### ACTION ITEM
Repeat each record below exactly as given.

START DATA PROVIDED

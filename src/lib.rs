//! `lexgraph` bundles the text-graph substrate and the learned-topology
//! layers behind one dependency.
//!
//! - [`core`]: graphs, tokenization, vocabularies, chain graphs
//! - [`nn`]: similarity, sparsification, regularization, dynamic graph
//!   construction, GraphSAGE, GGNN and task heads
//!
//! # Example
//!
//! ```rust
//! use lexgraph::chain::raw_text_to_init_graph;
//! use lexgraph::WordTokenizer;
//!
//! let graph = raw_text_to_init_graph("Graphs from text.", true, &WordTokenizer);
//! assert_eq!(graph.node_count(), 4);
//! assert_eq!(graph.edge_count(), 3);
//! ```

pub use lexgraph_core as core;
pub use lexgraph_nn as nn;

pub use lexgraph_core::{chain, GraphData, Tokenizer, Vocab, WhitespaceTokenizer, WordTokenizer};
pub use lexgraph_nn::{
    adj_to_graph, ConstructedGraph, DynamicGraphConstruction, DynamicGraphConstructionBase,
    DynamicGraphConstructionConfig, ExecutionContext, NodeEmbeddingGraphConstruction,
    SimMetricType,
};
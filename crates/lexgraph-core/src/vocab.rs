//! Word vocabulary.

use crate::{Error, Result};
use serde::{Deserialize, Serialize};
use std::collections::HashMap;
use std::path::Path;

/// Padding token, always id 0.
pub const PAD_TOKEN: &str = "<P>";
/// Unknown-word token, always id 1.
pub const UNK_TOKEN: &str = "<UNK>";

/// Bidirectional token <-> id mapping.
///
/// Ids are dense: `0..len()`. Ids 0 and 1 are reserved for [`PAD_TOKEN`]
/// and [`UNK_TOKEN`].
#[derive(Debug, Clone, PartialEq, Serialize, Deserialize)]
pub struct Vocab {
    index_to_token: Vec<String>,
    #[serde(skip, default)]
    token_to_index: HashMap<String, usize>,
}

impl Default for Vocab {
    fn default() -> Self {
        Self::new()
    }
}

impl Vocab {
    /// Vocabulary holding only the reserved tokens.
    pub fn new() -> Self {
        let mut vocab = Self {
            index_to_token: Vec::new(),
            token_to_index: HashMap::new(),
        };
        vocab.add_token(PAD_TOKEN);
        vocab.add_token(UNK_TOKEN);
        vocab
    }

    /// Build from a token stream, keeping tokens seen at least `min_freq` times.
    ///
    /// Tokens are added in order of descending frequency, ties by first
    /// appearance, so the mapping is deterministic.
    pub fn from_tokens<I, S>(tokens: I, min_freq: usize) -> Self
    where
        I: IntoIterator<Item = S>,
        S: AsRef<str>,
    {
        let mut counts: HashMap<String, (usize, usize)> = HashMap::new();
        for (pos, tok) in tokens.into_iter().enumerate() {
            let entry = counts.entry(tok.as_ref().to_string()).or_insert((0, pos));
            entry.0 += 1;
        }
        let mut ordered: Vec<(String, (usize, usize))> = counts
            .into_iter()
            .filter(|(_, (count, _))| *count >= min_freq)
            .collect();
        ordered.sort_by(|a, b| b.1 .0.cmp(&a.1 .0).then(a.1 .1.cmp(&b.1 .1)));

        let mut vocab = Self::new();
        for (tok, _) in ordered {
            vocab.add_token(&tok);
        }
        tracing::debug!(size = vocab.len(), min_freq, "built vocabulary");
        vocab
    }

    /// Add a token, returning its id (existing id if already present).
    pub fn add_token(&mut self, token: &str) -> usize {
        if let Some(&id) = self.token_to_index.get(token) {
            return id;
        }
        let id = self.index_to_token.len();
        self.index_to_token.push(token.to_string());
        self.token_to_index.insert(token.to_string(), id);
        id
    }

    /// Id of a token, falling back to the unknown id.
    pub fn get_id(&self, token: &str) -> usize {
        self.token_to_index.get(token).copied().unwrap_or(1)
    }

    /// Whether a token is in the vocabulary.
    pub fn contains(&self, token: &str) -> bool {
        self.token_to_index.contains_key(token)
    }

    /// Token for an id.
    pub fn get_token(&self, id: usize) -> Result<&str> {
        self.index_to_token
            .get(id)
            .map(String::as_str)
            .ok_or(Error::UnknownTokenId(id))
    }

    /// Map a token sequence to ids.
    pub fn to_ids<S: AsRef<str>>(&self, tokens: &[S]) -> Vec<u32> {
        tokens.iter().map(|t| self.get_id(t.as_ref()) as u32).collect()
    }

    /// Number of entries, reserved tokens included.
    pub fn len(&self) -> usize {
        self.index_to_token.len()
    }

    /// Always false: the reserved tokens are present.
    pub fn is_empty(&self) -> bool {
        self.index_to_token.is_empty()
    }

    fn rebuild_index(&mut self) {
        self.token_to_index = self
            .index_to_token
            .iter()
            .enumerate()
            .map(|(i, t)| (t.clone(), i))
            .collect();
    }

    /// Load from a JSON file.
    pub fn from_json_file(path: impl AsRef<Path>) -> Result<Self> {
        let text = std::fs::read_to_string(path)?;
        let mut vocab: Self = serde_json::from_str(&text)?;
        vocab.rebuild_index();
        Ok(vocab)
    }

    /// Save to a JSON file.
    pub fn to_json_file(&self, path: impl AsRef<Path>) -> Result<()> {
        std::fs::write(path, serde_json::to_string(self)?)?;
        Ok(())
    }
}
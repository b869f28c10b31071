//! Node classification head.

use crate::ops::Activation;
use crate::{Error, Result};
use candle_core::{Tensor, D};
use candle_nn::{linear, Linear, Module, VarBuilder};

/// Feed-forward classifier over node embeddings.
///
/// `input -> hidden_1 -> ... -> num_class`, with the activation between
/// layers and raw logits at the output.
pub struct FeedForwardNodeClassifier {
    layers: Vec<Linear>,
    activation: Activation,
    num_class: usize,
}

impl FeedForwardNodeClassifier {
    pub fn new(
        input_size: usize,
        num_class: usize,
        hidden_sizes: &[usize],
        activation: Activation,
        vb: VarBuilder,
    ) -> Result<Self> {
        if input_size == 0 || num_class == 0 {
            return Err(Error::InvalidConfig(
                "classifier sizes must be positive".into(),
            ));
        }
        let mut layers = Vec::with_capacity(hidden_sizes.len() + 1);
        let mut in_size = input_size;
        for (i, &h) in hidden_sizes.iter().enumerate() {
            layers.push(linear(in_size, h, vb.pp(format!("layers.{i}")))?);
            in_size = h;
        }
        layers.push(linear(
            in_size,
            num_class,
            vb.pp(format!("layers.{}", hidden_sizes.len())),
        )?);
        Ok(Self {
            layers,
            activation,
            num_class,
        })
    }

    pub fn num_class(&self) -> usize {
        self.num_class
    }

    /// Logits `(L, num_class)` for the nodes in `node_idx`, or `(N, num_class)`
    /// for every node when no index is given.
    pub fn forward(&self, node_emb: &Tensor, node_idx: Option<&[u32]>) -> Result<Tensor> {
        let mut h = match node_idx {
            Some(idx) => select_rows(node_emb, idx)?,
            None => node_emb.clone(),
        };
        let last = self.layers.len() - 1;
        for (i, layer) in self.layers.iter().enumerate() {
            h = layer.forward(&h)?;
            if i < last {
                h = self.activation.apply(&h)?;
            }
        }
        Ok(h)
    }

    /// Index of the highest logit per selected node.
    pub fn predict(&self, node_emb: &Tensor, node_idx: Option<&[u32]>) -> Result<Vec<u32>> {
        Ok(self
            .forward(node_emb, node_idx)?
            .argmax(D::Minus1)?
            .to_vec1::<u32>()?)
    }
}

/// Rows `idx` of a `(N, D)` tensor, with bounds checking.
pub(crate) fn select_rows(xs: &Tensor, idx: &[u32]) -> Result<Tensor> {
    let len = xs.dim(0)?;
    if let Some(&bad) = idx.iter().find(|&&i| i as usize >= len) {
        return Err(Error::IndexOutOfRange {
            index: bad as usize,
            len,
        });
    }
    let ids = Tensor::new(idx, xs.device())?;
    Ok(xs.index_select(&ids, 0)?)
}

END DATA PROVIDED

### EXERCISE RESULT
filename src/lib.rs
//! `lexgraph` bundles the text-graph substrate and the learned-topology
//! layers behind one dependency.
//!
//! - [`core`]: graphs, tokenization, vocabularies, chain graphs
//! - [`nn`]: similarity, sparsification, regularization, dynamic graph
//!   construction, GraphSAGE, GGNN and task heads
//!
//! # Example
//!
//! ```rust
//! use lexgraph::chain::raw_text_to_init_graph;
//! use lexgraph::WordTokenizer;
//!
//! let graph = raw_text_to_init_graph("Graphs from text.", true, &WordTokenizer);
//! assert_eq!(graph.node_count(), 4);
//! assert_eq!(graph.edge_count(), 3);
//! ```

pub use lexgraph_core as core;
pub use lexgraph_nn as nn;

pub use lexgraph_core::{chain, GraphData, Tokenizer, Vocab, WhitespaceTokenizer, WordTokenizer};
pub use lexgraph_nn::{
    adj_to_graph, ConstructedGraph, DynamicGraphConstruction, DynamicGraphConstructionBase,
    DynamicGraphConstructionConfig, ExecutionContext, NodeEmbeddingGraphConstruction,
    SimMetricType,
};
filename crates/lexgraph-core/src/vocab.rs
//! Word vocabulary.

use crate::{Error, Result};
use serde::{Deserialize, Serialize};
use std::collections::HashMap;
use std::path::Path;

/// Padding token, always id 0.
pub const PAD_TOKEN: &str = "<P>";
/// Unknown-word token, always id 1.
pub const UNK_TOKEN: &str = "<UNK>";

/// Bidirectional token <-> id mapping.
///
/// Ids are dense: `0..len()`. Ids 0 and 1 are reserved for [`PAD_TOKEN`]
/// and [`UNK_TOKEN`].
#[derive(Debug, Clone, PartialEq, Serialize, Deserialize)]
pub struct Vocab {
    index_to_token: Vec<String>,
    #[serde(skip, default)]
    token_to_index: HashMap<String, usize>,
}

impl Default for Vocab {
    fn default() -> Self {
        Self::new()
    }
}

impl Vocab {
    /// Vocabulary holding only the reserved tokens.
    pub fn new() -> Self {
        let mut vocab = Self {
            index_to_token: Vec::new(),
            token_to_index: HashMap::new(),
        };
        vocab.add_token(PAD_TOKEN);
        vocab.add_token(UNK_TOKEN);
        vocab
    }

    /// Build from a token stream, keeping tokens seen at least `min_freq` times.
    ///
    /// Tokens are added in order of descending frequency, ties by first
    /// appearance, so the mapping is deterministic.
    pub fn from_tokens<I, S>(tokens: I, min_freq: usize) -> Self
    where
        I: IntoIterator<Item = S>,
        S: AsRef<str>,
    {
        let mut counts: HashMap<String, (usize, usize)> = HashMap::new();
        for (pos, tok) in tokens.into_iter().enumerate() {
            let entry = counts.entry(tok.as_ref().to_string()).or_insert((0, pos));
            entry.0 += 1;
        }
        let mut ordered: Vec<(String, (usize, usize))> = counts
            .into_iter()
            .filter(|(_, (count, _))| *count >= min_freq)
            .collect();
        ordered.sort_by(|a, b| b.1 .0.cmp(&a.1 .0).then(a.1 .1.cmp(&b.1 .1)));

        let mut vocab = Self::new();
        for (tok, _) in ordered {
            vocab.add_token(&tok);
        }
        tracing::debug!(size = vocab.len(), min_freq, "built vocabulary");
        vocab
    }

    /// Add a token, returning its id (existing id if already present).
    pub fn add_token(&mut self, token: &str) -> usize {
        if let Some(&id) = self.token_to_index.get(token) {
            return id;
        }
        let id = self.index_to_token.len();
        self.index_to_token.push(token.to_string());
        self.token_to_index.insert(token.to_string(), id);
        id
    }

    /// Id of a token, falling back to the unknown id.
    pub fn get_id(&self, token: &str) -> usize {
        self.token_to_index.get(token).copied().unwrap_or(1)
    }

    /// Whether a token is in the vocabulary.
    pub fn contains(&self, token: &str) -> bool {
        self.token_to_index.contains_key(token)
    }

    /// Token for an id.
    pub fn get_token(&self, id: usize) -> Result<&str> {
        self.index_to_token
            .get(id)
            .map(String::as_str)
            .ok_or(Error::UnknownTokenId(id))
    }

    /// Map a token sequence to ids.
    pub fn to_ids<S: AsRef<str>>(&self, tokens: &[S]) -> Vec<u32> {
        tokens.iter().map(|t| self.get_id(t.as_ref()) as u32).collect()
    }

    /// Number of entries, reserved tokens included.
    pub fn len(&self) -> usize {
        self.index_to_token.len()
    }

    /// Always false: the reserved tokens are present.
    pub fn is_empty(&self) -> bool {
        self.index_to_token.is_empty()
    }

    fn rebuild_index(&mut self) {
        self.token_to_index = self
            .index_to_token
            .iter()
            .enumerate()
            .map(|(i, t)| (t.clone(), i))
            .collect();
    }

    /// Load from a JSON file.
    pub fn from_json_file(path: impl AsRef<Path>) -> Result<Self> {
        let text = std::fs::read_to_string(path)?;
        let mut vocab: Self = serde_json::from_str(&text)?;
        vocab.rebuild_index();
        Ok(vocab)
    }

    /// Save to a JSON file.
    pub fn to_json_file(&self, path: impl AsRef<Path>) -> Result<()> {
        std::fs::write(path, serde_json::to_string(self)?)?;
        Ok(())
    }
}
repository b869f28c10b31071
//! Node classification head.

use crate::ops::Activation;
use crate::{Error, Result};
use candle_core::{Tensor, D};
use candle_nn::{linear, Linear, Module, VarBuilder};

/// Feed-forward classifier over node embeddings.
///
/// `input -> hidden_1 -> ... -> num_class`, with the activation between
/// layers and raw logits at the output.
pub struct FeedForwardNodeClassifier {
    layers: Vec<Linear>,
    activation: Activation,
    num_class: usize,
}

impl FeedForwardNodeClassifier {
    pub fn new(
        input_size: usize,
        num_class: usize,
        hidden_sizes: &[usize],
        activation: Activation,
        vb: VarBuilder,
    ) -> Result<Self> {
        if input_size == 0 || num_class == 0 {
            return Err(Error::InvalidConfig(
                "classifier sizes must be positive".into(),
            ));
        }
        let mut layers = Vec::with_capacity(hidden_sizes.len() + 1);
        let mut in_size = input_size;
        for (i, &h) in hidden_sizes.iter().enumerate() {
            layers.push(linear(in_size, h, vb.pp(format!("layers.{i}")))?);
            in_size = h;
        }
        layers.push(linear(
            in_size,
            num_class,
            vb.pp(format!("layers.{}", hidden_sizes.len())),
        )?);
        Ok(Self {
            layers,
            activation,
            num_class,
        })
    }

    pub fn num_class(&self) -> usize {
        self.num_class
    }

    /// Logits `(L, num_class)` for the nodes in `node_idx`, or `(N, num_class)`
    /// for every node when no index is given.
    pub fn forward(&self, node_emb: &Tensor, node_idx: Option<&[u32]>) -> Result<Tensor> {
        let mut h = match node_idx {
            Some(idx) => select_rows(node_emb, idx)?,
            None => node_emb.clone(),
        };
        let last = self.layers.len() - 1;
        for (i, layer) in self.layers.iter().enumerate() {
            h = layer.forward(&h)?;
            if i < last {
                h = self.activation.apply(&h)?;
            }
        }
        Ok(h)
    }

    /// Index of the highest logit per selected node.
    pub fn predict(&self, node_emb: &Tensor, node_idx: Option<&[u32]>) -> Result<Vec<u32>> {
        Ok(self
            .forward(node_emb, node_idx)?
            .argmax(D::Minus1)?
            .to_vec1::<u32>()?)
    }
}

/// Rows `idx` of a `(N, D)` tensor, with bounds checking.
pub(crate) fn select_rows(xs: &Tensor, idx: &[u32]) -> Result<Tensor> {
    let len = xs.dim(0)?;
    if let Some(&bad) = idx.iter().find(|&&i| i as usize >= len) {
        return Err(Error::IndexOutOfRange {
            index: bad as usize,
            len,
        });
    }
    let ids = Tensor::new(idx, xs.device())?;
    Ok(xs.index_select(&ids, 0)?)
}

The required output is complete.